Вилла мертвого доктора

22
18
20
22
24
26
28
30

Саманта Ривера жила в Панорама‑Сити — одном из тех районов Лос‑Анджелеса, где обитают в подавляющем большинстве мексиканцы. Это как бы общее место: люди в чужой стране имеют тенденцию кучковаться по национальному признаку. Собственно, что тут нового? В скольких американских городах есть китайские Чайна‑тауны? А в Лос‑Анджелесе, кроме того, и Кореа‑таун, и маленький Токио. Это не считая «маленькой Армении» и «маленького Таиланда» — не счесть даже формализованных поселений. А сколько еще наций и народностей тут живет, сколько еще языков звучит? Как‑то на званом вечере Олега познакомили с легендарным русским профессором Вячеславом Ивановым, который много лет преподает в одном из лучших калифорнийских университетов.

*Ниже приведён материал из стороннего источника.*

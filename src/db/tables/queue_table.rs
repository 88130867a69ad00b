//! Queue table operations

use sqlx::{FromRow, SqliteConnection};
use super::{first_row, single_row};

use crate::error::{Error, Result};
use crate::models::QueueEntry;

/// Database row for queue_entry table
#[derive(Debug, FromRow)]
struct QueueEntryRow {
    id: i64,
    track_id: i64,
    user_id: Option<i64>,
    backend_slot_id: Option<i64>,
    time_added: i64,
    user_priority: i64,
    playback_priority: i64,
}

impl QueueEntryRow {
    fn into_entry(self) -> QueueEntry {
        QueueEntry {
            id: self.id,
            track_id: self.track_id,
            user_id: self.user_id,
            backend_slot_id: self.backend_slot_id,
            time_added: self.time_added,
            user_priority: self.user_priority,
            playback_priority: self.playback_priority,
        }
    }
}

/// Queue entry joined with its track's catalog URL
#[derive(Debug, Clone, FromRow)]
pub struct QueueSlotRow {
    pub id: i64,
    pub backend_slot_id: Option<i64>,
    pub spotify_url: String,
}

/// Queue table operations
pub struct QueueTable;

impl QueueTable {
    /// Next (user_priority, playback_priority) pair, computed as max + 1 over
    /// the live queue. Both restart at 1 once the queue is empty.
    pub async fn next_priorities(conn: &mut SqliteConnection) -> Result<(i64, i64)> {
        let (user_max, playback_max): (i64, i64) = sqlx::query_as(
            "SELECT COALESCE(MAX(user_priority), 0), COALESCE(MAX(playback_priority), 0) FROM queue_entry",
        )
        .fetch_all(&mut *conn)
        .await
        .and_then(single_row)?;

        let user = user_max
            .checked_add(1)
            .ok_or(Error::PriorityOverflow(user_max))?;
        let playback = playback_max
            .checked_add(1)
            .ok_or(Error::PriorityOverflow(playback_max))?;
        Ok((user, playback))
    }

    /// Insert an entry with caller-supplied priorities
    pub async fn insert(
        conn: &mut SqliteConnection,
        track_id: i64,
        user_id: Option<i64>,
        backend_slot_id: Option<i64>,
        time_added: i64,
        priorities: (i64, i64),
    ) -> Result<QueueEntry> {
        let row: QueueEntryRow = sqlx::query_as(
            r#"
            INSERT INTO queue_entry
                (track_id, user_id, backend_slot_id, time_added, user_priority, playback_priority)
            VALUES (?, ?, ?, ?, ?, ?)
            RETURNING *
            "#,
        )
        .bind(track_id)
        .bind(user_id)
        .bind(backend_slot_id)
        .bind(time_added)
        .bind(priorities.0)
        .bind(priorities.1)
        .fetch_all(&mut *conn)
        .await
        .and_then(single_row)
        .map_err(|e| Error::from_write(e, "queue entry for track", track_id.to_string()))?;

        Ok(row.into_entry())
    }

    /// Insert an entry whose priorities are computed by the inserting
    /// statement itself, so no other writer can slip in between.
    ///
    /// Inserts nothing and fails with `PriorityOverflow` when either maximum
    /// is already `i64::MAX`.
    pub async fn insert_next(
        conn: &mut SqliteConnection,
        track_id: i64,
        user_id: Option<i64>,
        backend_slot_id: Option<i64>,
        time_added: i64,
    ) -> Result<QueueEntry> {
        let row: Option<QueueEntryRow> = sqlx::query_as(
            r#"
            INSERT INTO queue_entry
                (track_id, user_id, backend_slot_id, time_added, user_priority, playback_priority)
            SELECT ?, ?, ?, ?, user_max + 1, playback_max + 1
            FROM (
                SELECT
                    COALESCE(MAX(user_priority), 0) AS user_max,
                    COALESCE(MAX(playback_priority), 0) AS playback_max
                FROM queue_entry
            )
            WHERE user_max < ? AND playback_max < ?
            RETURNING *
            "#,
        )
        .bind(track_id)
        .bind(user_id)
        .bind(backend_slot_id)
        .bind(time_added)
        .bind(i64::MAX)
        .bind(i64::MAX)
        .fetch_all(&mut *conn)
        .await
        .map(first_row)
        .map_err(|e| Error::from_write(e, "queue entry for track", track_id.to_string()))?;

        row.map(|r| r.into_entry())
            .ok_or(Error::PriorityOverflow(i64::MAX))
    }

    /// Get entry by ID
    pub async fn get_by_id(conn: &mut SqliteConnection, id: i64) -> Result<Option<QueueEntry>> {
        let row: Option<QueueEntryRow> = sqlx::query_as("SELECT * FROM queue_entry WHERE id = ?")
            .bind(id)
            .fetch_all(&mut *conn)
            .await
            .map(first_row)?;

        Ok(row.map(|r| r.into_entry()))
    }

    /// All live entries in playback order
    pub async fn list_ordered(conn: &mut SqliteConnection) -> Result<Vec<QueueEntry>> {
        let rows: Vec<QueueEntryRow> =
            sqlx::query_as("SELECT * FROM queue_entry ORDER BY playback_priority ASC, id ASC")
                .fetch_all(&mut *conn)
                .await?;

        Ok(rows.into_iter().map(|r| r.into_entry()).collect())
    }

    /// Entries in playback order with their catalog URLs
    pub async fn list_slots(conn: &mut SqliteConnection) -> Result<Vec<QueueSlotRow>> {
        let rows: Vec<QueueSlotRow> = sqlx::query_as(
            r#"
            SELECT q.id, q.backend_slot_id, t.spotify_url
            FROM queue_entry q JOIN track t ON t.id = q.track_id
            ORDER BY q.playback_priority ASC, q.id ASC
            "#,
        )
        .fetch_all(&mut *conn)
        .await?;

        Ok(rows)
    }

    /// First entry in playback order carrying the given backend slot id
    pub async fn find_by_slot(
        conn: &mut SqliteConnection,
        backend_slot_id: i64,
    ) -> Result<Option<QueueEntry>> {
        let row: Option<QueueEntryRow> = sqlx::query_as(
            "SELECT * FROM queue_entry WHERE backend_slot_id = ? ORDER BY playback_priority ASC, id ASC LIMIT 1",
        )
        .bind(backend_slot_id)
        .fetch_all(&mut *conn)
        .await
        .map(first_row)?;

        Ok(row.map(|r| r.into_entry()))
    }

    /// Set or clear the backend slot id
    pub async fn set_slot(
        conn: &mut SqliteConnection,
        id: i64,
        backend_slot_id: Option<i64>,
    ) -> Result<bool> {
        let result = sqlx::query("UPDATE queue_entry SET backend_slot_id = ? WHERE id = ?")
            .bind(backend_slot_id)
            .bind(id)
            .execute(&mut *conn)
            .await?;

        Ok(result.rows_affected() > 0)
    }

    /// Overwrite one entry's playback priority. Other entries are untouched.
    pub async fn set_playback_priority(
        conn: &mut SqliteConnection,
        id: i64,
        playback_priority: i64,
    ) -> Result<Option<QueueEntry>> {
        let row: Option<QueueEntryRow> =
            sqlx::query_as("UPDATE queue_entry SET playback_priority = ? WHERE id = ? RETURNING *")
                .bind(playback_priority)
                .bind(id)
                .fetch_all(&mut *conn)
                .await
                .map(first_row)?;

        Ok(row.map(|r| r.into_entry()))
    }

    /// Delete an entry and hand back what it looked like
    pub async fn delete_returning(
        conn: &mut SqliteConnection,
        id: i64,
    ) -> Result<Option<QueueEntry>> {
        let row: Option<QueueEntryRow> =
            sqlx::query_as("DELETE FROM queue_entry WHERE id = ? RETURNING *")
                .bind(id)
                .fetch_all(&mut *conn)
                .await
                .map(first_row)?;

        Ok(row.map(|r| r.into_entry()))
    }

    /// Get entry count
    pub async fn count(conn: &mut SqliteConnection) -> Result<i64> {
        let row: (i64,) = sqlx::query_as("SELECT COUNT(*) FROM queue_entry")
            .fetch_all(&mut *conn)
            .await
            .and_then(single_row)?;

        Ok(row.0)
    }
}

А уже после Олег нашел в интернете ссылку на мнение ученого, считающего, что люди в Лос‑Анджелесе говорят на двухста сорока двух языках — фантастика, да и только. Люди, приехавшие из Союза, так называемая «третья волна», селились поначалу в Западном Голливуде. Потом подрастали дети, уходили из семей, расселялись… И то, что раньше было своего рода российским очагом, со временем почти исчезло. Нет, есть, конечно, еще улицы, где полным‑полно русских магазинчиков и ресторанов, но живут здесь теперь по преимуществу люди пожилые.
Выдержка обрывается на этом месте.